----- Recorded data -----

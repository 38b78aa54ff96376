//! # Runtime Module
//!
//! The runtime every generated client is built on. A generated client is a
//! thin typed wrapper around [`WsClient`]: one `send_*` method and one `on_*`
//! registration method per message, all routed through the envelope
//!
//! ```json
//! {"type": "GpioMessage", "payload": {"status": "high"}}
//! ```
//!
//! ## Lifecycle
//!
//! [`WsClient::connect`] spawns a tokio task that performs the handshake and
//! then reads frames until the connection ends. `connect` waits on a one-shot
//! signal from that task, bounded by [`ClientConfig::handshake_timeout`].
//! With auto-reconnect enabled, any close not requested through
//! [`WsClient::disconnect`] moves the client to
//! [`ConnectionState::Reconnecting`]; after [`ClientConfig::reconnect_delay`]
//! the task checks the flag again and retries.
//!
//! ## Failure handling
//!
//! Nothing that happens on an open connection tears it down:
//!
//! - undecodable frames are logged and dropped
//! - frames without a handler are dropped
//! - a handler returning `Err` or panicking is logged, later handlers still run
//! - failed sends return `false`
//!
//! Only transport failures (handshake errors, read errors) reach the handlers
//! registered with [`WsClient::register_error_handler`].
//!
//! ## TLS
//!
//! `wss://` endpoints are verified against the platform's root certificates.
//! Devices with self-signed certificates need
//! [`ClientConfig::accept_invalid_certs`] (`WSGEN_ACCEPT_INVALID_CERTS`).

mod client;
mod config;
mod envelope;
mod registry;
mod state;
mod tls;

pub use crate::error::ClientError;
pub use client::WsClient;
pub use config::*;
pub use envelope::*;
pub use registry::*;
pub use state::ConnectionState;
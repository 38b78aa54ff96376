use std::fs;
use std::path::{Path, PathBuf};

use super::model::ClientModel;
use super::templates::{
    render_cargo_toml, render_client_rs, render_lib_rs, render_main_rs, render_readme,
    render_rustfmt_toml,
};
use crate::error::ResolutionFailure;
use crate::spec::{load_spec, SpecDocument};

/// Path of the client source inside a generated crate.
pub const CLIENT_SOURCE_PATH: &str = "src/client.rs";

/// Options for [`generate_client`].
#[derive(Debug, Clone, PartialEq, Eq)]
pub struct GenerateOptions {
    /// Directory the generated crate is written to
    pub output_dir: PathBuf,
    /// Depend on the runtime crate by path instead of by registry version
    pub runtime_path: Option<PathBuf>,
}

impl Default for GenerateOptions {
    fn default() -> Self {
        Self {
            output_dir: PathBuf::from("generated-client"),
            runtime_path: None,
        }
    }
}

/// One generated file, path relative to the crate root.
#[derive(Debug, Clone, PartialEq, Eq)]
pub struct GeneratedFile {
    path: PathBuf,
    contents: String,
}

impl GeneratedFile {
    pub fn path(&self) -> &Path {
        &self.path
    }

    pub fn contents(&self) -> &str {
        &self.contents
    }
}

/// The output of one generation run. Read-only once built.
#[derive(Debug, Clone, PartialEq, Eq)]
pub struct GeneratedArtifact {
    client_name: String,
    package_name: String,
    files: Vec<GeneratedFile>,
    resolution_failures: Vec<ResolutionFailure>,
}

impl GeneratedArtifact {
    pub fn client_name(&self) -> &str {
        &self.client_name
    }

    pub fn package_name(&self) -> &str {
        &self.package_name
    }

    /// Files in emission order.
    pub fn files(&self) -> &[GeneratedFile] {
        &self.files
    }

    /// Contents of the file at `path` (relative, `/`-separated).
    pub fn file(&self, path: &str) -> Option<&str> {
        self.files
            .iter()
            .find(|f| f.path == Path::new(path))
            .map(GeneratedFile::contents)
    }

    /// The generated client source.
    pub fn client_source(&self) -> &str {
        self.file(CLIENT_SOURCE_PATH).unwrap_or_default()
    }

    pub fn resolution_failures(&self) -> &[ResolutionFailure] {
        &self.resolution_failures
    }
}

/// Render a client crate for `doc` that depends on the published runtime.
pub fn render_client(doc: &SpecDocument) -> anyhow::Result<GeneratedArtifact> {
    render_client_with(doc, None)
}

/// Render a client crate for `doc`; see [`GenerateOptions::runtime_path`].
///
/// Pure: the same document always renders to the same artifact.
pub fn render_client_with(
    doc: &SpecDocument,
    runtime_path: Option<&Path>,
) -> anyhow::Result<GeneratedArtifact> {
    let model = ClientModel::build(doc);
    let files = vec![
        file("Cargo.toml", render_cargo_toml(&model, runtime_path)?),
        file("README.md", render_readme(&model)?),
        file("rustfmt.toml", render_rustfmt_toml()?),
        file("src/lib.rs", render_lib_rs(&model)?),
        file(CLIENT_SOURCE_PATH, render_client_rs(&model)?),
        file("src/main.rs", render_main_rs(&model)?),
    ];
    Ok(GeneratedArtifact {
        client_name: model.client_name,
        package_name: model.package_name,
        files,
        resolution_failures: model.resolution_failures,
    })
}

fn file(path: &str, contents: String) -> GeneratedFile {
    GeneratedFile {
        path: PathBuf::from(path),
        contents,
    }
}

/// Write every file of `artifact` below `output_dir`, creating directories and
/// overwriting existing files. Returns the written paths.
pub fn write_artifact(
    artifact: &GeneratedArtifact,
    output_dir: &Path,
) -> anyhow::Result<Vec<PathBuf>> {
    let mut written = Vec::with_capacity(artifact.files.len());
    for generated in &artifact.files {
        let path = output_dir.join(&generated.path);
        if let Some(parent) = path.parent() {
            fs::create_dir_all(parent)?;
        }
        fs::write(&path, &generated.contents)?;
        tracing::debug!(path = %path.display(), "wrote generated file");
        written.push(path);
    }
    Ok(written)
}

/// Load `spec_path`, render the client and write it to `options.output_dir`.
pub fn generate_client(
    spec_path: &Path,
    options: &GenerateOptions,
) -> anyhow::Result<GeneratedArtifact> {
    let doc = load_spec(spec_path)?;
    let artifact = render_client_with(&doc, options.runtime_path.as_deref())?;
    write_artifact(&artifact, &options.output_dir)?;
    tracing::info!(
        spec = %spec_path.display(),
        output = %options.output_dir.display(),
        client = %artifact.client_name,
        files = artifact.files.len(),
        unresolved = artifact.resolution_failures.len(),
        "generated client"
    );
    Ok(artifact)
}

-----
----- Recorded data -----

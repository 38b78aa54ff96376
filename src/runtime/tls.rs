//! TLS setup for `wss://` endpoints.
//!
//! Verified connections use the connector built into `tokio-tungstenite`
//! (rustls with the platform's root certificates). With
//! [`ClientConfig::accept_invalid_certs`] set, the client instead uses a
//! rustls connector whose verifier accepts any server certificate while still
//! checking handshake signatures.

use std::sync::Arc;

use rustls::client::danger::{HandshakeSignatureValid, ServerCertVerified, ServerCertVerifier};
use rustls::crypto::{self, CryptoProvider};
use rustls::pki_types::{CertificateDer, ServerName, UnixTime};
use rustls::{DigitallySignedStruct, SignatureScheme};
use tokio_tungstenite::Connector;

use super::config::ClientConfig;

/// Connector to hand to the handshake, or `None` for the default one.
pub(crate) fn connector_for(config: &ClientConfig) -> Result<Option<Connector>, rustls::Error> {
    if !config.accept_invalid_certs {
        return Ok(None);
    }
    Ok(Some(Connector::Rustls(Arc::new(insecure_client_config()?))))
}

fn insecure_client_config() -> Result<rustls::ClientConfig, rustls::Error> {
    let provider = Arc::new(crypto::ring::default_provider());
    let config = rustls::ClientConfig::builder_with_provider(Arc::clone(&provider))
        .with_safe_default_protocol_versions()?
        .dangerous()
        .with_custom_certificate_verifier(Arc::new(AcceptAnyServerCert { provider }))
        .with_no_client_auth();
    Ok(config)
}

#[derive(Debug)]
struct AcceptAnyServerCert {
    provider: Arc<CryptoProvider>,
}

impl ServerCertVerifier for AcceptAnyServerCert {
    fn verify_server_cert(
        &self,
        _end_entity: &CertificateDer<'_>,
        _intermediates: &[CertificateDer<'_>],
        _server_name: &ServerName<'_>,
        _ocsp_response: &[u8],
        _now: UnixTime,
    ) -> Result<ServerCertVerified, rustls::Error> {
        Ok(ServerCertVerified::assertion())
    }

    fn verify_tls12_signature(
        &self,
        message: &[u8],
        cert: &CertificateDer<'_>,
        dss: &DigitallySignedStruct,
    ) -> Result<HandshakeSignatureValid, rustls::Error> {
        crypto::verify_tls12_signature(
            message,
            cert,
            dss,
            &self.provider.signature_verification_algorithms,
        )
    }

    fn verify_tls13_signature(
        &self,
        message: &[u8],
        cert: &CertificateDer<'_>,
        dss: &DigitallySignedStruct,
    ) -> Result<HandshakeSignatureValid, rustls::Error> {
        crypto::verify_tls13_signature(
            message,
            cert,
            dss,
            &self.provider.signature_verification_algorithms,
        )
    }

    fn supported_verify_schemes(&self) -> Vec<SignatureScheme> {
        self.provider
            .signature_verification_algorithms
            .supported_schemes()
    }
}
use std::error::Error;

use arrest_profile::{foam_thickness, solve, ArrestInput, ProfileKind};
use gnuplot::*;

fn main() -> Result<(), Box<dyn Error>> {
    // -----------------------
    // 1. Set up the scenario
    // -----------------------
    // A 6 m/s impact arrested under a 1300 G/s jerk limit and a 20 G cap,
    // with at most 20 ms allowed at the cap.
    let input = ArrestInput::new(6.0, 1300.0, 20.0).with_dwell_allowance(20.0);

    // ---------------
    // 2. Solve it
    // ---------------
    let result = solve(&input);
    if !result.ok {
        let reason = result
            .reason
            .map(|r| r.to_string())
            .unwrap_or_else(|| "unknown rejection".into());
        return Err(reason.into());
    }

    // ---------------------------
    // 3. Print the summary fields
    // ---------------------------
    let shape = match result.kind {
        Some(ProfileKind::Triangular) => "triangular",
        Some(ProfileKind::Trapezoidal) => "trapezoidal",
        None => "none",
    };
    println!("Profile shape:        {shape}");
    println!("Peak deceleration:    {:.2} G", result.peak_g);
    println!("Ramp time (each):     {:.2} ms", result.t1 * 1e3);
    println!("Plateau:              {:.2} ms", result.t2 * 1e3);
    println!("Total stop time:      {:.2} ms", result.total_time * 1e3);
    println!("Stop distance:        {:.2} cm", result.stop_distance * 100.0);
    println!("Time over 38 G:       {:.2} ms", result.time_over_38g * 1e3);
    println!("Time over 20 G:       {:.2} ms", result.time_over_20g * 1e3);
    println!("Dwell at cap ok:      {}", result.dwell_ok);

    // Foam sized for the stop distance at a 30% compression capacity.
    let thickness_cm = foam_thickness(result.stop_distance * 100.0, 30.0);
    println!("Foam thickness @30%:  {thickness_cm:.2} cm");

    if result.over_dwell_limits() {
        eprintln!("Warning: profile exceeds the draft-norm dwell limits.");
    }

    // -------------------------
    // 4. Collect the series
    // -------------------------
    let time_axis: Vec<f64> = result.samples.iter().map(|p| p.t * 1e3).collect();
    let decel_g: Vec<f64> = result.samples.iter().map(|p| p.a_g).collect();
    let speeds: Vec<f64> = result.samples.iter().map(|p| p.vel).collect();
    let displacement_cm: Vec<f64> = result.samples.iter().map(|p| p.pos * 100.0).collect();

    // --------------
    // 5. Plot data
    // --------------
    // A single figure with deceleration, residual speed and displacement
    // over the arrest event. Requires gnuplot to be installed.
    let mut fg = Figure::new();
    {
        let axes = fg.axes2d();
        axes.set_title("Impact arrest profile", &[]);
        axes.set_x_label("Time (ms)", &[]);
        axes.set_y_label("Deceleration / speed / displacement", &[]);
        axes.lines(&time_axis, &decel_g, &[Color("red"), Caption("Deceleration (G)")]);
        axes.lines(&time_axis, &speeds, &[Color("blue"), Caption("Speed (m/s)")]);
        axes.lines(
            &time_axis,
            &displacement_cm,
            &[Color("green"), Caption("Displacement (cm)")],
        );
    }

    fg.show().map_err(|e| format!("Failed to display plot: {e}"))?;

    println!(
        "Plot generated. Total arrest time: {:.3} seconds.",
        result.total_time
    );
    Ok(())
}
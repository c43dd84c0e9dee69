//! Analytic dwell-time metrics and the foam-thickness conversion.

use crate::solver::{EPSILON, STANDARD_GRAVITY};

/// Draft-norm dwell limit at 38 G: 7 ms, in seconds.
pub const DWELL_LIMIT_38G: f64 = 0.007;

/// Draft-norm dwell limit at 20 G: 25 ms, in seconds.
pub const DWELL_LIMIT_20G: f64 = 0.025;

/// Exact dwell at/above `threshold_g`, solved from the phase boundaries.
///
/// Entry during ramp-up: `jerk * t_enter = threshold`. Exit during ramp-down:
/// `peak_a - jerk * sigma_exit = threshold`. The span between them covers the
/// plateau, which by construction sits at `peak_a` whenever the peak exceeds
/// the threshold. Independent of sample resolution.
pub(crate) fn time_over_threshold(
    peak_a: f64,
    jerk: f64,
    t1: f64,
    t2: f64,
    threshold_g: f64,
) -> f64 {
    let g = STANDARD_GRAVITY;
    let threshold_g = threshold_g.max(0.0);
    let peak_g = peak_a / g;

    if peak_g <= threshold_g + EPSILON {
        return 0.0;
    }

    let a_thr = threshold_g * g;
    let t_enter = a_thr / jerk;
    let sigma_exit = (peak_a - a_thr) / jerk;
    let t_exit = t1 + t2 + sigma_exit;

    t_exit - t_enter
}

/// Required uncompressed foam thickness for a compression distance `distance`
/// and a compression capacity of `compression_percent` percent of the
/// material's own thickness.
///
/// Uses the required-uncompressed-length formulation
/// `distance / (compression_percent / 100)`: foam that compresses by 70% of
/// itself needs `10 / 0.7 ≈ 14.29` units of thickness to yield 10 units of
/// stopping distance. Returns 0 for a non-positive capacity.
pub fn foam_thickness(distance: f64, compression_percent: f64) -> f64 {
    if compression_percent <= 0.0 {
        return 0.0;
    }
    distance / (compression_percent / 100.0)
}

-----

Where the word "ServerCertVerifier" occurs in a line of the records, copy that line.

use rustls::client::danger::{HandshakeSignatureValid, ServerCertVerified, ServerCertVerifier};
impl ServerCertVerifier for AcceptAnyServerCert {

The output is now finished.